If high-mountain Bogotá is the love child of Denver and DC, then Cali is Miami’s less trashy, landlocked stepsister. Thompson called it the “Valhalla of Colombia, which in turn is the Valhalla of South America.” He loved the city, the encroaching rural violence notwithstanding. Whether it was the sunshine, the women, or perhaps an Observer paycheck finally putting some pesos in his pocket, Cali seemed to restore Thompson’s enthusiasm for the trip. The caleño poet Ricardo Nieto might have been speaking for him a few decades earlier, when he wrote the memorable line “I would rather have a hangover in Cali than a party in Bogotá.”

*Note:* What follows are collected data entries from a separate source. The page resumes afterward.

//! # Caseline Rules
//!
//! Declarative rule documents (JSON or TOML) compiled into
//! [`caseline_kernel::Matcher`]s over [`serde_json::Value`] subjects.
//!
//! Custom case kinds in a document name a method from a [`MethodCatalog`];
//! the built-in `is` and `not` kinds need no catalog entry.
//!
//! ```
//! use caseline_rules::{MethodCatalog, RuleDocument};
//! use serde_json::json;
//!
//! let document = RuleDocument::from_json_str(r#"{
//!     "schema": 1,
//!     "cases": [{ "test": { "literal": "ok" }, "result": 200 }],
//!     "default": 500
//! }"#).unwrap();
//! let matcher = document.compile_with(&MethodCatalog::new()).unwrap();
//!
//! assert_eq!(matcher.match_value(&json!("ok")), Some(json!(200)));
//! assert_eq!(matcher.match_value(&json!("err")), Some(json!(500)));
//! ```

pub mod catalog;
pub mod document;
pub mod error;

pub use catalog::MethodCatalog;
pub use document::{CaseRow, KindRow, RULE_DOCUMENT_SCHEMA, RuleDocument, TestRow};
pub use error::RulesError;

One muggy afternoon in Cali, Thompson watched as a wealthy British expatriate drove golf balls off the terrace of his downtown penthouse apartment. Sipping a tall gin and tonic, the tubby Brit chatted nonchalantly with Thompson and a dozen other guests, pausing every so often for a swing, then relaxing his stance as the white orbs rose and fell, landing somewhere among the sheet-metal roofs of the impoverished neighborhood below.
So begins “Why Anti-Gringo Winds Often Blow South of the Border,” Thompson’s Observer piece that arguably made the most waves. It’s the only one of his stories
that mentions Cali, written and published in the summer of 1963, after Thompson had returned to the United States. In about two thousand words, Thompson outlines a process of gradual disillusionment, cynicism, and finally hostile superiority that he saw playing out among many North American businessmen, bureaucrats, and NGO types in South America. The story opens on the callous golfing “Britisher,” then shifts its focus to a hypothetical American relief worker named John. How much either character is based on a real-world personage is a mystery, but in Thompson’s telling, John starts out sympathetic and ambitious, eager to make a difference in this part of the world. Soon, however, he finds himself a victim of petty crimes and hassles, perpetrated by the very people he’s working to help. All the while, he hears disparaging remarks about the greedy capitalist gringos, and in a moment of frustration, he retorts with an insult of his own. His relationship with the community deteriorates thereafter, and as John imparts his increasingly caustic views to new recruits, it instigates a downward spiral of resentment and distrust between the locals and the formerly well-meaning Americans.
What’s more, Thompson continues, the wealthy elite in much of Latin America in 1962 took a pretty dim view of empowering the poor. Too robust a democracy threatened to upset the apple cart for powerful upper-class families—those whom Gaitán would have called la oligarquía—many of whom didn’t imagine they had much in common with the people in the streets. Meanwhile, since even a moderately paid American is wealthy by Latin American standards, a gringo abroad often ends up running with exactly this moneyed crowd. And in an effort to do as the Romans do, many an expatriate “not only tends to ape the wealthy, antidemocratic Latins,” wrote Thompson, “but sometimes beats them at their own game.” In other words, a decent middle-class guy from Montana suddenly finds himself living in a luxury loft, insulated from local hardships and screaming at the maid.